Because Kirsten meant it. She would take on the Prince of Atlantis for me, and she’s five-foot-three and human and probably couldn’t take on a moderately aggressive squirrel, but she would try, and that mattered.

My mom calls every day now instead of just Sundays.

She has opinions about wedding colors. She has sent me fourteen articles about preter-human marriages from various lifestyle magazines.

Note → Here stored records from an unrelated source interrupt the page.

//! Chain commands: append, log, audit.

use anyhow::{Context, Result};
use colored::Colorize;
use std::fs;
use std::path::Path;
use vp_prov::{audit_chain, try_append_json, ChainStore};

/// Handle the vp append command.
pub fn cmd_append<S: ChainStore>(store: &S, block_file: &Path) -> Result<()> {
    let bytes = fs::read(block_file)
        .with_context(|| format!("failed to read block {}", block_file.display()))?;
    let block = try_append_json(store, &bytes).context("block rejected")?;
    println!(
        "{} Block {} appended ({})",
        "✓".green().bold(),
        block.index.to_string().bold(),
        block.digest()
    );
    Ok(())
}

/// Handle the vp log command.
pub fn cmd_log<S: ChainStore>(store: &S) -> Result<()> {
    let chain = store.chain().context("failed to read chain")?;

    if chain.is_empty() {
        println!("{}", "Chain is empty".yellow());
        return Ok(());
    }

    println!("{}", "Canonical Chain".bold().underline());
    println!("{}: {}", "Blocks".bold(), chain.len());
    println!();

    for block in &chain {
        println!("{} {}", "Block".bold().cyan(), block.index.to_string().cyan());
        println!("  {}: {}", "Digest".bold(), block.digest());
        println!("  {}: {}", "Previous".bold(), block.prev_hash);
        println!("  {}: {}", "Chunk Hash".bold(), block.chunk_hash);
        println!("  {}: {}", "Sensor".bold(), block.sensor_fingerprint);
        println!("  {}: {}", "Timestamp".bold(), block.timestamp);
        println!("  {}: {}", "Device".bold(), block.device_id.green());
        println!(
            "  {}: {}",
            "Signature".bold(),
            signature_preview(&block.signature)
        );
        println!();
    }

    Ok(())
}

/// First 20 characters of a signature, with an ellipsis if cut.
fn signature_preview(signature: &str) -> String {
    if signature.chars().count() > 20 {
        format!("{}...", signature.chars().take(20).collect::<String>())
    } else {
        signature.to_string()
    }
}

/// Handle the vp audit command.
pub fn cmd_audit<S: ChainStore>(store: &S) -> Result<()> {
    let report = audit_chain(store).context("failed to read chain")?;

    for fault in &report.faults {
        println!("{} {}", "✗".red().bold(), fault);
    }

    println!();
    println!("{}", "Summary:".bold().underline());
    println!("  {}: {}", "Blocks".bold(), report.length);
    if report.is_valid() {
        println!("  {}: {}", "Status".bold(), "VALID".green().bold());
        Ok(())
    } else {
        println!("  {}: {}", "Status".bold(), "INVALID".red().bold());
        anyhow::bail!("chain audit found {} fault(s)", report.faults.len())
    }
}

She has started a group chat with three of her friends called “Zia’s Royal Wedding Planning Committee” that I was added to without my consent and still can’t figure out how to leave, no matter how many times I mute it.

I haven’t told her I haven’t actually said yes.

And that brings us to kiss number four, which happened approximately two hours ago, which is why I’m currently sitting in a bathroom stall on the sixteenth floor texting Trish and begging for tips on how to resist a guy who’s irresistible in every way.

Aaargh!

I put my phone away and press my hands against my face and try to remember what it felt like to be a person whose biggest daily concern was whether Beans 4 U would survive another health inspection.

A person who went home to her third-floor studio apartment with the window she leaves cracked because there’s no central air and the landlord’s idea of climate control is a motivational poster that says STAY COOL, and ate onigiri alone and didn’t think about princes.

Because here is the thing I haven’t said out loud, not to Trish, not to my mom, not even to myself in the privacy of my own apartment at night when the books on my windowsill catch the lamplight and the silence is thick enough to hold secrets.

I’m not stopping him.

He keeps kissing me, and I keep not stopping him, and the reasons I’m not stopping him have nothing to do with the power imbalance or the fact that he’s my employer or the engagement that I didn’t agree to that the entire preter world is apparently celebrating.

I’m not stopping him because I don’t want to.

Each kiss takes a piece of the wall I built after Billy and dissolves it. Not violently. Not with force. With patience. With the quiet certainty of a man who has decided something and has a lifetime of practice at waiting for the rest of the world to catch up.

He notices things.

That’s the part that’s destroying me.